BMC rider bounced back from branch attack
BMC's Tejay van Garderen should be considered one of the top contenders for the overall Amgen Tour of California victory: after all, he placed fifth in Paris-Nice and was in contention for the overall Tour de Romandie until a flying branch struck him in the face and took him out of the race. But the 23-year-old American is being conservative in his pronouncements, saying he would be happy to get on the podium in Los Angeles.
Unlike his teammate Taylor Phinney, who stated definitively he would win the Giro d'Italia prologue and then did just that, Van Garderen has learned to be more cautious with his ambitions. He was Phinney's age when he placed third overall in the Critérium du Dauphiné, and he heaped pressure on himself to live up to his promise as a general classification contender. With several strong results, including a stint in the leader's jersey at the 2011 USA Pro Cycling Challenge, that failed to pan out, he's come to learn to take a little pressure off.
"I was stoked for Phinney out there in pink. It was such an impressive ride from such a young guy. I was really excited to see him deliver on his promise in the prologue," Van Garderen told Cyclingnews, but explained his own statement that a podium finish would be satisfying."If you come into a race saying you're going to win, you leave yourself with no way out. Even second place and two stage wins that's not enough. It's hard to be happy with that.

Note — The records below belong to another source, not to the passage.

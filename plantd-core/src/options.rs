//! Transport configuration options shared by every socket in the fabric.

use std::time::Duration;

/// Transport-level configuration options.
///
/// These mirror the tunables a production message-routing transport
/// needs regardless of which endpoint role (client, worker, broker
/// peer) is using the connection: timeouts, buffer sizing, and the
/// reconnect backoff schedule.
///
/// # Examples
///
/// ```
/// use plantd_core::options::TransportOptions;
/// use std::time::Duration;
///
/// let opts = TransportOptions::default()
///     .with_recv_timeout(Duration::from_secs(5))
///     .with_send_timeout(Duration::from_secs(5));
/// ```
#[derive(Debug, Clone)]
pub struct TransportOptions {
    /// Maximum time to wait for a receive operation.
    /// `None` blocks indefinitely.
    pub recv_timeout: Option<Duration>,

    /// Maximum time to wait for a send operation.
    /// `None` blocks indefinitely.
    pub send_timeout: Option<Duration>,

    /// Maximum time allowed to complete the connection handshake.
    pub handshake_timeout: Duration,

    /// Time to wait for pending messages to drain before closing.
    /// `None` closes immediately, discarding pending messages.
    pub linger: Option<Duration>,

    /// Initial reconnect delay after the connection is lost.
    pub reconnect_ivl: Duration,

    /// Maximum reconnect delay; the interval doubles on each attempt
    /// up to this cap. Zero disables backoff (always use `reconnect_ivl`).
    pub reconnect_ivl_max: Duration,

    /// Maximum time to wait for the underlying TCP connect to complete.
    /// Zero uses the OS default.
    pub connect_timeout: Duration,

    /// Maximum size of a single decoded message, in bytes. `None` means
    /// no limit.
    pub max_msg_size: Option<usize>,

    /// Size of arena-allocated buffers used when reading from the network.
    pub read_buffer_size: usize,

    /// Initial capacity of buffers used when encoding outgoing frames.
    pub write_buffer_size: usize,

    /// Stable identity to present on every (re)connection. If `None`,
    /// one is generated for the lifetime of the endpoint.
    pub routing_id: Option<bytes::Bytes>,
}

impl Default for TransportOptions {
    fn default() -> Self {
        Self {
            recv_timeout: None,
            send_timeout: None,
            handshake_timeout: Duration::from_secs(30),
            linger: Some(Duration::from_secs(30)),
            reconnect_ivl: Duration::from_millis(100),
            reconnect_ivl_max: Duration::ZERO,
            connect_timeout: Duration::ZERO,
            max_msg_size: None,
            read_buffer_size: 8192,
            write_buffer_size: 8192,
            routing_id: None,
        }
    }
}

impl TransportOptions {
    /// Create new options with default values.
    pub fn new() -> Self {
        Self::default()
    }

    /// Set the receive timeout.
    pub fn with_recv_timeout(mut self, timeout: Duration) -> Self {
        self.recv_timeout = Some(timeout);
        self
    }

    /// Set the send timeout.
    pub fn with_send_timeout(mut self, timeout: Duration) -> Self {
        self.send_timeout = Some(timeout);
        self
    }

    /// Set the handshake timeout.
    pub fn with_handshake_timeout(mut self, timeout: Duration) -> Self {
        self.handshake_timeout = timeout;
        self
    }

    /// Set the linger duration.
    pub fn with_linger(mut self, linger: Option<Duration>) -> Self {
        self.linger = linger;
        self
    }

    /// Set the base reconnect interval.
    pub fn with_reconnect_ivl(mut self, ivl: Duration) -> Self {
        self.reconnect_ivl = ivl;
        self
    }

    /// Set the maximum reconnect interval for exponential backoff.
    pub fn with_reconnect_ivl_max(mut self, max: Duration) -> Self {
        self.reconnect_ivl_max = max;
        self
    }

    /// Set the TCP connect timeout.
    pub fn with_connect_timeout(mut self, timeout: Duration) -> Self {
        self.connect_timeout = timeout;
        self
    }

    /// Set the maximum decoded message size.
    pub fn with_max_msg_size(mut self, size: Option<usize>) -> Self {
        self.max_msg_size = size;
        self
    }

    /// Set the read buffer size.
    pub fn with_read_buffer_size(mut self, size: usize) -> Self {
        self.read_buffer_size = size;
        self
    }

    /// Set the write buffer size.
    pub fn with_write_buffer_size(mut self, size: usize) -> Self {
        self.write_buffer_size = size;
        self
    }

    /// Set both read and write buffer sizes.
    pub fn with_buffer_sizes(mut self, read_size: usize, write_size: usize) -> Self {
        self.read_buffer_size = read_size;
        self.write_buffer_size = write_size;
        self
    }

    /// Set a stable routing identity.
    pub fn with_routing_id(mut self, id: bytes::Bytes) -> Self {
        self.routing_id = Some(id);
        self
    }

    /// Whether receive operations should be non-blocking.
    pub fn is_recv_nonblocking(&self) -> bool {
        matches!(self.recv_timeout, Some(d) if d.is_zero())
    }

    /// Whether send operations should be non-blocking.
    pub fn is_send_nonblocking(&self) -> bool {
        matches!(self.send_timeout, Some(d) if d.is_zero())
    }

    /// Validate an identity frame used to address a peer through a router.
    ///
    /// Identities must be 1-255 bytes and must not start with a null
    /// byte, which is reserved for auto-generated identities.
    pub fn validate_identity(id: &[u8]) -> std::io::Result<()> {
        if id.is_empty() {
            return Err(std::io::Error::new(
                std::io::ErrorKind::InvalidInput,
                "identity cannot be empty",
            ));
        }
        if id.len() > 255 {
            return Err(std::io::Error::new(
                std::io::ErrorKind::InvalidInput,
                format!("identity cannot exceed 255 bytes (got {})", id.len()),
            ));
        }
        if id[0] == 0x00 {
            return Err(std::io::Error::new(
                std::io::ErrorKind::InvalidInput,
                "identity cannot start with a null byte (reserved for auto-generated ids)",
            ));
        }
        Ok(())
    }

    /// Compute the reconnect delay for a given attempt number, honoring
    /// the exponential backoff schedule and its cap.
    pub fn next_reconnect_ivl(&self, attempt: u32) -> Duration {
        if self.reconnect_ivl_max.is_zero() {
            return self.reconnect_ivl;
        }
        let backoff = self.reconnect_ivl.saturating_mul(2u32.saturating_pow(attempt));
        backoff.min(self.reconnect_ivl_max)
    }
}

#[cfg(test)]
mod tests {
    use super::*;

    #[test]
    fn test_default_options() {
        let opts = TransportOptions::default();
        assert!(opts.recv_timeout.is_none());
        assert!(opts.send_timeout.is_none());
        assert_eq!(opts.handshake_timeout, Duration::from_secs(30));
        assert_eq!(opts.reconnect_ivl, Duration::from_millis(100));
    }

    #[test]
    fn test_builder_pattern() {
        let opts = TransportOptions::new()
            .with_recv_timeout(Duration::from_secs(5))
            .with_send_timeout(Duration::from_secs(10));

        assert_eq!(opts.recv_timeout, Some(Duration::from_secs(5)));
        assert_eq!(opts.send_timeout, Some(Duration::from_secs(10)));
    }

    #[test]
    fn test_nonblocking_checks() {
        let blocking = TransportOptions::new();
        assert!(!blocking.is_recv_nonblocking());

        let nonblocking = TransportOptions::new().with_recv_timeout(Duration::ZERO);
        assert!(nonblocking.is_recv_nonblocking());
    }

    #[test]
    fn test_exponential_backoff() {
        let opts = TransportOptions::new()
            .with_reconnect_ivl(Duration::from_millis(100))
            .with_reconnect_ivl_max(Duration::from_secs(10));

        assert_eq!(opts.next_reconnect_ivl(0), Duration::from_millis(100));
        assert_eq!(opts.next_reconnect_ivl(1), Duration::from_millis(200));
        assert_eq!(opts.next_reconnect_ivl(2), Duration::from_millis(400));
        assert_eq!(opts.next_reconnect_ivl(10), Duration::from_secs(10));
    }

    #[test]
    fn test_no_exponential_backoff() {
        let opts = TransportOptions::new().with_reconnect_ivl(Duration::from_millis(100));
        assert_eq!(opts.next_reconnect_ivl(0), Duration::from_millis(100));
        assert_eq!(opts.next_reconnect_ivl(10), Duration::from_millis(100));
    }

    #[test]
    fn test_identity_validation() {
        assert!(TransportOptions::validate_identity(b"worker-001").is_ok());
        assert!(TransportOptions::validate_identity(b"").is_err());
        assert!(TransportOptions::validate_identity(&[0x01; 256]).is_err());
        assert!(TransportOptions::validate_identity(b"\x00worker").is_err());
    }
}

"The goal for me is to win, and I'm going to race every day like I'm trying to win - I'm not just going to follow wheels and try to slip into third place and be happy with that. But when you're up against guys like [Chris] Horner, [Vincenzo] Nibali and [Andrew] Talansky - it's tough to say I'm going to drop all these guys. You have to give those guys respect. I'm definitely here to compete against them to the best of my ability, but if I get on the podium I'll be thrilled with that."
So far this season, Van Garderen has posted consistently impressive results, taking fifth place overall in Paris-Nice, one of his first goals of the year. "Everything went well, I got lucky on a few stages, I was in the right place at the right time in the crosswinds and had some good form there."
Next up was the Tour de Romandie, where he minimized his time losses in a wet prologue and then stayed at the front of the pack behind race leader Bradley Wiggins on the following tough stages.
"I had some pretty good sensations there," he said of Romandie. "In the prologue I was unlucky to ride in the wet, and the legs weren't totally sharp there after Liege, but throughout the race I was feeling really good."
He was just 15 seconds off the race lead when on stage 4, he was hit in the face by a flying branch and, face bloodied, he dropped out of the race. "It was a really weird incident. I had to have four stitches - we just took them out the other day. At first it looked really ugly and it hurt like hell. It was a shame I had to drop out of Romandie, but it wasn't a huge setback. I was back on the bike the next day and it healed up pretty quickly. I only have a little scar. I was bummed I couldn't do that last time trial. It looked like a good course for me, but there's always the next race."
That next race is the Amgen Tour of California, where the first four stages all feature enough climbing that the race could split up, and then a time trial followed by two big climbing stages will pack a big punch at the end of the week.
"I think it will be nervous in the early stages. I don't think we'll see any real gaps between the GC guys, but there will be splits in the field and if you're not attentive you can find yourself in a bad situation. The real GC days will be the time trial (stage 5) and Mt. Baldy (stage 7)."
Van Garderen says that the difficult mountain top finish on Mt. Baldy will be made all the more difficult by the previous stage to Big Bear Lake, even if that stage doesn't break up the overall contenders.
"Big Bear will be a smaller group, but even when we did the stage in 2010 Sagan won and it was a group of 30 or so that came to the line. Big Bear is such a hard grinding day you're not going to see any big gaps there, but it will tire the legs going into Baldy. It's going to serve as a day to separate those who have depth and strength and can cope with a really hard day going into Baldy."
Van Garderen didn't discount the idea that he might find himself in the race leader's jersey earlier in the week, where the overall contenders could be sprinting for time bonuses.
"There are time bonuses up for grabs and on the hard stages the sprinters could get unloaded. You could see some of the GC guys sprinting for the seconds, which could prove pretty valuable for the big GC days. I'm not the best sprinter in the world, but I have a pretty fast finish compared with some of the little climbers, if there's a chance to take some seconds you can never let those chances go by."
After a tough spring in Europe, Van Garderen is relaxed and happy to be back in his home country. After spending 10 days in Boulder back home with his new wife, he is looking forward to a promising weather forecast for the Amgen Tour of California.
"I love racing in Europe with the history and the fans and everything there, but there really is nothing like racing in your home country. It's a special feeling. I think we deserve the nice weather after such a harsh spring in Europe. It seemed like just about every race you'd either have a stage cancelled or we were just suffering through it. This is a nice, welcome relief."